_Task directions_.
Your answer consists of the lines in the data that contain "unwrap". Copy each of them.

_Provided data_.
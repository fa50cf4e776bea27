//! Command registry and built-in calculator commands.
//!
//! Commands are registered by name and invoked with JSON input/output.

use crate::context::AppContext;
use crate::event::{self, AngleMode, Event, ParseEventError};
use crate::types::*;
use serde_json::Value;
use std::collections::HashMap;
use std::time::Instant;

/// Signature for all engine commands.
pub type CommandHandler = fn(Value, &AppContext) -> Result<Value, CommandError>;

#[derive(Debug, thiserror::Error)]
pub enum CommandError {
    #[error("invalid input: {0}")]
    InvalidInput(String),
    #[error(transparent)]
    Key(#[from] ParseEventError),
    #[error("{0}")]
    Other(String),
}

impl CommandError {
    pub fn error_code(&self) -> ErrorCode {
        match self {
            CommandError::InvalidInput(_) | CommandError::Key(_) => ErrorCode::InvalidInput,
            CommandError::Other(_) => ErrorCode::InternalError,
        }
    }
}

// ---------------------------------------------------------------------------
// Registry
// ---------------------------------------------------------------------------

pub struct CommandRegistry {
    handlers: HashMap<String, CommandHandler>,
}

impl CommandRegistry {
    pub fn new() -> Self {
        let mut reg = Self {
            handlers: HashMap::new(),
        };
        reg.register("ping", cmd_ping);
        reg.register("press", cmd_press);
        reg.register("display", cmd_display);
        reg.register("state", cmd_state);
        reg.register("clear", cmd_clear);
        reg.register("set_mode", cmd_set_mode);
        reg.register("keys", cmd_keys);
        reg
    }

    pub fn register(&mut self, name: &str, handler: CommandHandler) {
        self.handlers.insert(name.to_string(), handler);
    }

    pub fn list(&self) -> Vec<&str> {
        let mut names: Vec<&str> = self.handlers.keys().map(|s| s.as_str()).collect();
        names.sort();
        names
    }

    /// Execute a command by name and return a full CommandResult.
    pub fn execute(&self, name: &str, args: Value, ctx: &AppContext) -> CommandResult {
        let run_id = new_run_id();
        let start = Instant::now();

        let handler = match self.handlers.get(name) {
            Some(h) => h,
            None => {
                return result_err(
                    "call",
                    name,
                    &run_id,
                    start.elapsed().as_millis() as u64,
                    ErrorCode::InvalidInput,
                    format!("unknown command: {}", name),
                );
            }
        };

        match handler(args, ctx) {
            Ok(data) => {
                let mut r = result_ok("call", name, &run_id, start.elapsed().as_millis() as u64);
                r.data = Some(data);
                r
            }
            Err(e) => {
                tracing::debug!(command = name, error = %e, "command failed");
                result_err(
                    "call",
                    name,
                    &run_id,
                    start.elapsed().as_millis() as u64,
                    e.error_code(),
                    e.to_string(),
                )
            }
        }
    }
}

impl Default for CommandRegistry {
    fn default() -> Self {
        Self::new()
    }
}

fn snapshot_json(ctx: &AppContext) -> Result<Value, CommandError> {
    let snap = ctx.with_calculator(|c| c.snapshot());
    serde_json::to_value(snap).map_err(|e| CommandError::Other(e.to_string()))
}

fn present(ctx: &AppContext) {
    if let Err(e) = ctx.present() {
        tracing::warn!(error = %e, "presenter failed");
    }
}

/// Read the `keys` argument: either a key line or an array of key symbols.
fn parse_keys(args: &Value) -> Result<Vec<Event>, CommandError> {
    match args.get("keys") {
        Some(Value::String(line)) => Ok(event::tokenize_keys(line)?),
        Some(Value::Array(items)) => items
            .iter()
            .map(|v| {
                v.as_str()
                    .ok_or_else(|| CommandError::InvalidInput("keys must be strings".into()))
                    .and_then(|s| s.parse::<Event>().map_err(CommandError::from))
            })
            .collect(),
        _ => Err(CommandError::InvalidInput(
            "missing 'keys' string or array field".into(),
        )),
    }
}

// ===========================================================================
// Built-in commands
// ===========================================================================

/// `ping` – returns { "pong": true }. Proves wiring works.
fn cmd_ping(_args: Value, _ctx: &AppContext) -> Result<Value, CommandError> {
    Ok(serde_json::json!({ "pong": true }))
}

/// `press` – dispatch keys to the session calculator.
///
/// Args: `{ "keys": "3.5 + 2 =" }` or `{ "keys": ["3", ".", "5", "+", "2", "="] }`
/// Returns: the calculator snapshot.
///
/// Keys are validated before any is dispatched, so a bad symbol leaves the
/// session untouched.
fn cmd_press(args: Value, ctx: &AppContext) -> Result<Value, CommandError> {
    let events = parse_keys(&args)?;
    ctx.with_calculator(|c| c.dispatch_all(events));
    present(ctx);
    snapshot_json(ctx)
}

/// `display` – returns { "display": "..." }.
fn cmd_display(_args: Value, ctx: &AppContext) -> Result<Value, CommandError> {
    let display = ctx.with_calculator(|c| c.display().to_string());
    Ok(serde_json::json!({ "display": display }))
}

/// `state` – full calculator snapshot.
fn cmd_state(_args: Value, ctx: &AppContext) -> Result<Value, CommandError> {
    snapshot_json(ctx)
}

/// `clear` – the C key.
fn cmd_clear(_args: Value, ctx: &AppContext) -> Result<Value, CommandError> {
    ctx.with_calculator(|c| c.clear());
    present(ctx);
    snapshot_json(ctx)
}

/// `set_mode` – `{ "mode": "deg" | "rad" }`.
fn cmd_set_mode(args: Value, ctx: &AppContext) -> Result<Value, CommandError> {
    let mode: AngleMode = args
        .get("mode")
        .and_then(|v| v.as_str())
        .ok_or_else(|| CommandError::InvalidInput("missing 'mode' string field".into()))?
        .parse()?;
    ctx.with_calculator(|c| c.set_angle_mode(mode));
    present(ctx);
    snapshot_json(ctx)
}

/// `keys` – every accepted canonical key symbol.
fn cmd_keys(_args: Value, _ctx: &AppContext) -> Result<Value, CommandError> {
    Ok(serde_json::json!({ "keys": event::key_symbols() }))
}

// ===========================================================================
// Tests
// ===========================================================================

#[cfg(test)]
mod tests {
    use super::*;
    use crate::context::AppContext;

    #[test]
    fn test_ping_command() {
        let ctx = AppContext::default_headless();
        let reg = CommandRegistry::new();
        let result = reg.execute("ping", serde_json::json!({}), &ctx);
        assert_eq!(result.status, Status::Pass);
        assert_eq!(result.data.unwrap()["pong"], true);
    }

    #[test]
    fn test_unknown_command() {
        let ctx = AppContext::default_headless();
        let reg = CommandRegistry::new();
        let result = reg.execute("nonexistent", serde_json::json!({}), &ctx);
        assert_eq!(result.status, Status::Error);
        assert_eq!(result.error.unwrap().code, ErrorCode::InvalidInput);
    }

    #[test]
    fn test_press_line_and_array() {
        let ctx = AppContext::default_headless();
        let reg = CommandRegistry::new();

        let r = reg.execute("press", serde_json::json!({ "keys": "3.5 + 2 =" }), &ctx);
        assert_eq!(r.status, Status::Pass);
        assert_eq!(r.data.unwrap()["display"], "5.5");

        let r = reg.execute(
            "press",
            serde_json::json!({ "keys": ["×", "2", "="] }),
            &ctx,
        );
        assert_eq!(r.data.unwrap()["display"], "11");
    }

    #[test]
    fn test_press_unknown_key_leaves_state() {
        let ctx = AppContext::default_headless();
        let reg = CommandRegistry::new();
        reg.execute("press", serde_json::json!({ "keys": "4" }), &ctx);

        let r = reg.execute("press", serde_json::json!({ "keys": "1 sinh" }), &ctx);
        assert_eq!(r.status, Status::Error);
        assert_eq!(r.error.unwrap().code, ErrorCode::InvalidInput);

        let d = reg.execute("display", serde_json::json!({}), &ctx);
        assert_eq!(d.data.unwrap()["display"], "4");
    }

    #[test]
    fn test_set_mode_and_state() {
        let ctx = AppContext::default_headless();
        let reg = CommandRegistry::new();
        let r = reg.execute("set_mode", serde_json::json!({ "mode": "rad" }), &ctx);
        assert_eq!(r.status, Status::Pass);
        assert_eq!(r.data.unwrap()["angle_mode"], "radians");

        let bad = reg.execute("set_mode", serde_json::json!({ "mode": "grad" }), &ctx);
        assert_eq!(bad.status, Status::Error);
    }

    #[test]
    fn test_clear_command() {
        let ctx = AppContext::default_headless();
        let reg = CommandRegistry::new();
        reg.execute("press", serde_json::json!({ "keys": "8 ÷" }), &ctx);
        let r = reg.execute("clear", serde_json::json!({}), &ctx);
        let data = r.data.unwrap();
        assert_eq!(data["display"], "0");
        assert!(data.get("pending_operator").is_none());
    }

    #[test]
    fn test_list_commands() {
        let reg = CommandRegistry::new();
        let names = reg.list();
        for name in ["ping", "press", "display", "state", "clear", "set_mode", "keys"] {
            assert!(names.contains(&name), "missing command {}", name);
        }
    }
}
...
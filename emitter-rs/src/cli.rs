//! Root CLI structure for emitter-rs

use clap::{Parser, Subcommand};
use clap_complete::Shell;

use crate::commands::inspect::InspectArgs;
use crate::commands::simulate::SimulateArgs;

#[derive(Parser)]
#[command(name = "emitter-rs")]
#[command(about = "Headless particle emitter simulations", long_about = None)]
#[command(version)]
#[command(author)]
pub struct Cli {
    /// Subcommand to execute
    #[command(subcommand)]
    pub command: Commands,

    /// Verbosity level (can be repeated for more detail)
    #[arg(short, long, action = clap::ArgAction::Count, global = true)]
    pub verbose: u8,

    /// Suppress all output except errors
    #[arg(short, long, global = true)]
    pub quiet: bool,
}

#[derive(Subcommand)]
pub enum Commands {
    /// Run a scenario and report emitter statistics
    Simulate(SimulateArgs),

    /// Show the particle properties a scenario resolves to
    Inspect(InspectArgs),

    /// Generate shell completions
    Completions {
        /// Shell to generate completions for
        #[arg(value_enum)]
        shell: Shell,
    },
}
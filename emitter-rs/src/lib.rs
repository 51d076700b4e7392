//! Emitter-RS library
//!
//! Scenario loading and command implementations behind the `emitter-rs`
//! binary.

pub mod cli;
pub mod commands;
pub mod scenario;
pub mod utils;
==
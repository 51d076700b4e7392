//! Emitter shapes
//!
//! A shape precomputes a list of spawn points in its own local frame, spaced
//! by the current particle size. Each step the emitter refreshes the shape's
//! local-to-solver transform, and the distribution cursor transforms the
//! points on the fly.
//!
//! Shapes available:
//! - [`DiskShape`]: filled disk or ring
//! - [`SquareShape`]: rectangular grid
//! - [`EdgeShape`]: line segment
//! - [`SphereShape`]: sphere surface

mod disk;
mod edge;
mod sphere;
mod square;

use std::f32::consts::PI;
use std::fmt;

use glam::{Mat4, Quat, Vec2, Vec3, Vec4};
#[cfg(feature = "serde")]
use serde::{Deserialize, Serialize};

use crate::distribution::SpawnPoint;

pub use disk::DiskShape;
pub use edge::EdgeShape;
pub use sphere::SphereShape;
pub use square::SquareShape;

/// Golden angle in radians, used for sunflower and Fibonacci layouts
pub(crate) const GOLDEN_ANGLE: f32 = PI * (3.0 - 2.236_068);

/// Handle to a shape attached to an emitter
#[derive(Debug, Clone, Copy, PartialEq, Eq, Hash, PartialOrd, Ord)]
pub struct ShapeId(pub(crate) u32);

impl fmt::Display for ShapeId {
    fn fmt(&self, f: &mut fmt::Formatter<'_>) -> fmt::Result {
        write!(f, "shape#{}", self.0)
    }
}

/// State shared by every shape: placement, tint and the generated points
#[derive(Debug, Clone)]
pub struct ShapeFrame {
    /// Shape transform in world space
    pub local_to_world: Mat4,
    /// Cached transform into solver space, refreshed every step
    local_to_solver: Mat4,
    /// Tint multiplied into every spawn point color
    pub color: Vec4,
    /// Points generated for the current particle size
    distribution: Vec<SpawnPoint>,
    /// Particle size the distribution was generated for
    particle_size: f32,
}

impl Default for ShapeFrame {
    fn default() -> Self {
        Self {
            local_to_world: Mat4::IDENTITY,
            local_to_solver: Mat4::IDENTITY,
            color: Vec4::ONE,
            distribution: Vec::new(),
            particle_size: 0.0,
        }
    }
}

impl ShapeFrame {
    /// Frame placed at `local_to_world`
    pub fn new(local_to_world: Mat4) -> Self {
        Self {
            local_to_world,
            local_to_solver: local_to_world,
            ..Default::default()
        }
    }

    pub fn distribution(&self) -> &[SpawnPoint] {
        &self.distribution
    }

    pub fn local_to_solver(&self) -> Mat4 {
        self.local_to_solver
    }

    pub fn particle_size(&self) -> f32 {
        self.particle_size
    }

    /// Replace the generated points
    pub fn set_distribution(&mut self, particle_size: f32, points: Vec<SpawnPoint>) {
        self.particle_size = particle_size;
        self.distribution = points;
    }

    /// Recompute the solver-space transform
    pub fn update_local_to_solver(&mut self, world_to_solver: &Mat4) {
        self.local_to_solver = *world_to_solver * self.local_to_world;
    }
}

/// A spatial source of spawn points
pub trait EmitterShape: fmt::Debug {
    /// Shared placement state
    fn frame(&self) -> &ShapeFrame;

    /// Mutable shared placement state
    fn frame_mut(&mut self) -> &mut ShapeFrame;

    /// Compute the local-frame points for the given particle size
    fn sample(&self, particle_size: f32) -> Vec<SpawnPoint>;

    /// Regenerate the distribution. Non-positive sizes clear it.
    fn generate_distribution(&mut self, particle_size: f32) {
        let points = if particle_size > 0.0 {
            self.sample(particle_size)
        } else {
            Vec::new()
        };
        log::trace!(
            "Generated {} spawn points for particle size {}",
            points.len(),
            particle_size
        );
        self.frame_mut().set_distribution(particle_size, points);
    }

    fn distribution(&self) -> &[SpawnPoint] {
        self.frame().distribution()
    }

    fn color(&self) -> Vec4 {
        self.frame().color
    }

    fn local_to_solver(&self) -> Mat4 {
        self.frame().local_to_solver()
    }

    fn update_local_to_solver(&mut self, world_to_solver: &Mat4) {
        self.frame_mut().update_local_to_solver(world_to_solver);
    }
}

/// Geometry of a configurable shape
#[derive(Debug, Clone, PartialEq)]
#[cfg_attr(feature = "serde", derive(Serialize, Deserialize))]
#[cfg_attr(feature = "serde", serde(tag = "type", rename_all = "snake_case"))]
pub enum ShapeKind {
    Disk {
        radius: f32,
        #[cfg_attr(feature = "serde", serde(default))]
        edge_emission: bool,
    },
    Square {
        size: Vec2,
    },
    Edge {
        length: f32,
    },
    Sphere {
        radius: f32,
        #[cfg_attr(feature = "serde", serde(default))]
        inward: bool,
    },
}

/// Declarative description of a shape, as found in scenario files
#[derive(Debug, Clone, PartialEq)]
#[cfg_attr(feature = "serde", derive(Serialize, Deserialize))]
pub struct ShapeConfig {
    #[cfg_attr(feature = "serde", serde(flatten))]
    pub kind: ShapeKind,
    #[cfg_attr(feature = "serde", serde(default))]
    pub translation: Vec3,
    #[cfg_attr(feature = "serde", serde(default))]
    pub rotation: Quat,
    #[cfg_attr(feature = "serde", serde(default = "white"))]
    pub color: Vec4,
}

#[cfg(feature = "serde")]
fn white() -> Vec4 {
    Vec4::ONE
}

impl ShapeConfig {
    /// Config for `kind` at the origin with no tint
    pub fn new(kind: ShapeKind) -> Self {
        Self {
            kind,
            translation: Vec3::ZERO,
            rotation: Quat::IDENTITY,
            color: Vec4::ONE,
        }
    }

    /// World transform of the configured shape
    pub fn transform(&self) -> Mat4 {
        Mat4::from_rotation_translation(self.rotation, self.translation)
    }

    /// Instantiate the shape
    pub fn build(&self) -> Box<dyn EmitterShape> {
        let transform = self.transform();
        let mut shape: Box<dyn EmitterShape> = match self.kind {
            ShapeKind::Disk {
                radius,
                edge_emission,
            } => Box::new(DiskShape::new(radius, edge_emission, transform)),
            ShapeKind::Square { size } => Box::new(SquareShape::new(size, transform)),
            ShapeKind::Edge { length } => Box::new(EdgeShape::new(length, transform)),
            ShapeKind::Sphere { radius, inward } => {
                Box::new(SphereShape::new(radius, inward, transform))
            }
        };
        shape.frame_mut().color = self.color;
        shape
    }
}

_Answer for the task_.
        assert_eq!(result.data.unwrap()["pong"], true);
        assert_eq!(result.error.unwrap().code, ErrorCode::InvalidInput);
        assert_eq!(r.data.unwrap()["display"], "5.5");
        assert_eq!(r.data.unwrap()["display"], "11");
        assert_eq!(r.error.unwrap().code, ErrorCode::InvalidInput);
        assert_eq!(d.data.unwrap()["display"], "4");
        assert_eq!(r.data.unwrap()["angle_mode"], "radians");
        let data = r.data.unwrap();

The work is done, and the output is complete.